▸ YOUR ASSIGNMENT
Take each line below that has "Duration" and copy it.

*** Block opens ***

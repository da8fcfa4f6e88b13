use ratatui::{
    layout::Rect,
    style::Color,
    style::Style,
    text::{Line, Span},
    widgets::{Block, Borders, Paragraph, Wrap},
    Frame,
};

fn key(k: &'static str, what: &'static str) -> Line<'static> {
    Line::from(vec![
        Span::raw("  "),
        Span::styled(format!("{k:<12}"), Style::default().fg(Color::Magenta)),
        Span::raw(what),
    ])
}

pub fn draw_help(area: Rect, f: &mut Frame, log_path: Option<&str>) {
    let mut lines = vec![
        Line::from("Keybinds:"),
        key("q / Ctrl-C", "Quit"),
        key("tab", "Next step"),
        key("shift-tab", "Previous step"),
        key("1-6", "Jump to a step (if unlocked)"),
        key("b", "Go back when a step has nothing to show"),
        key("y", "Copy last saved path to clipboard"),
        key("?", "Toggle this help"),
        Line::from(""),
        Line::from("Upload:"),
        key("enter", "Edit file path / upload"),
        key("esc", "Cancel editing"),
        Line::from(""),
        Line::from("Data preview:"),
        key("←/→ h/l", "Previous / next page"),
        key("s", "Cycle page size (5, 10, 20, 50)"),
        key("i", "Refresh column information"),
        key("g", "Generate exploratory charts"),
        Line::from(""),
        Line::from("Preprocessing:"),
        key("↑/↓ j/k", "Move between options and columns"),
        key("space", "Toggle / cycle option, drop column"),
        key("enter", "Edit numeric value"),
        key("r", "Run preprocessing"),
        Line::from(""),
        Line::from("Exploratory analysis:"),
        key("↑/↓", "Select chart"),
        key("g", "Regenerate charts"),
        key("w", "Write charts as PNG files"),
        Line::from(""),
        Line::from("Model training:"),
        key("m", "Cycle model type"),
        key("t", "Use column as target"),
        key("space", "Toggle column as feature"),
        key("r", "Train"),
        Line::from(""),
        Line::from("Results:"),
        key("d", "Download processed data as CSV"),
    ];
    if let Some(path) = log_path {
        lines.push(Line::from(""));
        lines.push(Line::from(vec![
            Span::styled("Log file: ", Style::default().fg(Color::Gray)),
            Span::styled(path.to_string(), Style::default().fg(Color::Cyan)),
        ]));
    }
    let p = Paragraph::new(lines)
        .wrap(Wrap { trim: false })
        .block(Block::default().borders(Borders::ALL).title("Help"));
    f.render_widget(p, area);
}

*** Block closes ***
*** Block opens ***

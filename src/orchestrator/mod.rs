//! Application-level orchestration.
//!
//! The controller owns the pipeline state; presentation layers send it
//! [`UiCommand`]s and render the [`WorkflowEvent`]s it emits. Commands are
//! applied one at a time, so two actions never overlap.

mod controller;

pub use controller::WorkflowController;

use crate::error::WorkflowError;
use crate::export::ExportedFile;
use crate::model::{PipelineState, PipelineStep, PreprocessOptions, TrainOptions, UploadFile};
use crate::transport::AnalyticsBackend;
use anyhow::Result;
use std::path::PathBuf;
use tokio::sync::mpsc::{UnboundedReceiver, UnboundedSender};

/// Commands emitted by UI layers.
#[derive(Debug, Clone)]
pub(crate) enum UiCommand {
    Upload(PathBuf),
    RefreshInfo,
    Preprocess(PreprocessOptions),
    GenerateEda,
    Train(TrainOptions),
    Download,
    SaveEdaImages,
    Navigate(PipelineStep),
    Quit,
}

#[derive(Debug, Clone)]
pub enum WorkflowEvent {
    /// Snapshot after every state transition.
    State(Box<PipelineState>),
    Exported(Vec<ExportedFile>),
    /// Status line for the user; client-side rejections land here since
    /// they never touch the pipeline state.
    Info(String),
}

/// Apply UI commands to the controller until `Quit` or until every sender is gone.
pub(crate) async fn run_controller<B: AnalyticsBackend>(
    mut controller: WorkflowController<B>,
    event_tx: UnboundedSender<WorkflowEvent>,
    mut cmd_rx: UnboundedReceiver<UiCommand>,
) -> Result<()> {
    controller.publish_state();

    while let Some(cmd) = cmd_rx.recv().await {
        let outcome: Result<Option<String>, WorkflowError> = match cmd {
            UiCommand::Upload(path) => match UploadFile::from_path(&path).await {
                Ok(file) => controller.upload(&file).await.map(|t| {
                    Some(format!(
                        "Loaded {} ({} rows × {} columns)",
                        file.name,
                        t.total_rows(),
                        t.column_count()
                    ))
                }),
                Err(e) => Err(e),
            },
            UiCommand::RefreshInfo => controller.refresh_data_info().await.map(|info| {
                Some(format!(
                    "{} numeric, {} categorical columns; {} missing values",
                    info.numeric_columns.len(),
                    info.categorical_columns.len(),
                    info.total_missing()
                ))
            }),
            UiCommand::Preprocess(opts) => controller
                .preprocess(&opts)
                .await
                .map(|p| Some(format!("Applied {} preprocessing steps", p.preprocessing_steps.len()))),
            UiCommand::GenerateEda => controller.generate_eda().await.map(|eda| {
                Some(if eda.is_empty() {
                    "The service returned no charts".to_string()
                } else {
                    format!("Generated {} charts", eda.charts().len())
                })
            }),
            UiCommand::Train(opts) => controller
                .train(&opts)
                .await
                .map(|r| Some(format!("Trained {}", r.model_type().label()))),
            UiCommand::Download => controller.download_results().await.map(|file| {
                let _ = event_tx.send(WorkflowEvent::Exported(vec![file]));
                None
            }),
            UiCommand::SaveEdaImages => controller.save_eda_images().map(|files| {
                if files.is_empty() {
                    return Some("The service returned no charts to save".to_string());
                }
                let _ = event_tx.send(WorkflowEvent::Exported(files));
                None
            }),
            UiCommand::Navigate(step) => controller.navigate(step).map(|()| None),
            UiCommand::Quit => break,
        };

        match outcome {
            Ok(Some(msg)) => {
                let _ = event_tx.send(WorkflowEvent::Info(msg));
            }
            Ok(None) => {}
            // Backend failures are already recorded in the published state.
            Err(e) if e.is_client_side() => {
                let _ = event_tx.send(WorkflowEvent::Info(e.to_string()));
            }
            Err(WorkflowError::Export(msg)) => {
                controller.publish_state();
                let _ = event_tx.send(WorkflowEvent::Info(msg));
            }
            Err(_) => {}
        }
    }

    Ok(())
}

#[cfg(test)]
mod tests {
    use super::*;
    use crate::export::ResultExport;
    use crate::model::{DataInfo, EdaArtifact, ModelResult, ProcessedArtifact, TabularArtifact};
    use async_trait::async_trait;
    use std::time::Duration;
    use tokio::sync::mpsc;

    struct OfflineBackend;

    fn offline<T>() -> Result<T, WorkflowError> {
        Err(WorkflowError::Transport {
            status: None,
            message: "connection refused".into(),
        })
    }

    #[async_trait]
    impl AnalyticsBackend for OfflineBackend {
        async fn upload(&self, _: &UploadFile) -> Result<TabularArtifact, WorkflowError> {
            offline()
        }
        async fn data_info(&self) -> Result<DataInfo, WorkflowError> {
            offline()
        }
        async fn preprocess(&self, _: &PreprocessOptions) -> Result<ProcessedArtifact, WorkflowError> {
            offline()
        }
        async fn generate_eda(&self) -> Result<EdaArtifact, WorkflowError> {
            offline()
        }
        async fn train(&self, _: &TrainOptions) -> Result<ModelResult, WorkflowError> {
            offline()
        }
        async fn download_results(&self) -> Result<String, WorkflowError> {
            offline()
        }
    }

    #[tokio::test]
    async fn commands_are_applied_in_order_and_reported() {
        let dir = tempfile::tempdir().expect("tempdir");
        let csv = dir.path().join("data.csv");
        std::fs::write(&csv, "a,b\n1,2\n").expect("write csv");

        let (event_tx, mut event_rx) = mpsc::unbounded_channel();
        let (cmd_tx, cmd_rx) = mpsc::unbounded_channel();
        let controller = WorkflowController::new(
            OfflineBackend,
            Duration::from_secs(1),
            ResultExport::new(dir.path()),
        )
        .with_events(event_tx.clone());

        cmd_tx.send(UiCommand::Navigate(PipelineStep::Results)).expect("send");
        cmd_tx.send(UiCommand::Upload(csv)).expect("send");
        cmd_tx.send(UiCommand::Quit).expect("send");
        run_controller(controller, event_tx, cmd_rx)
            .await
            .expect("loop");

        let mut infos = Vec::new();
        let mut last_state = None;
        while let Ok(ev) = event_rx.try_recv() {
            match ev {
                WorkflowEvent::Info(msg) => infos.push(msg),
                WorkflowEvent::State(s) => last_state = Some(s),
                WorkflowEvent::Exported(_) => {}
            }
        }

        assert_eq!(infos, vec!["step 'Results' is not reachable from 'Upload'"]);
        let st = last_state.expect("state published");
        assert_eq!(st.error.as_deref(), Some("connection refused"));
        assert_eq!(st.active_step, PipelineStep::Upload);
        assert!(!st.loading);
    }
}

*** Block closes ***

▸ TASK OUTPUT
    use std::time::Duration;
            Duration::from_secs(1),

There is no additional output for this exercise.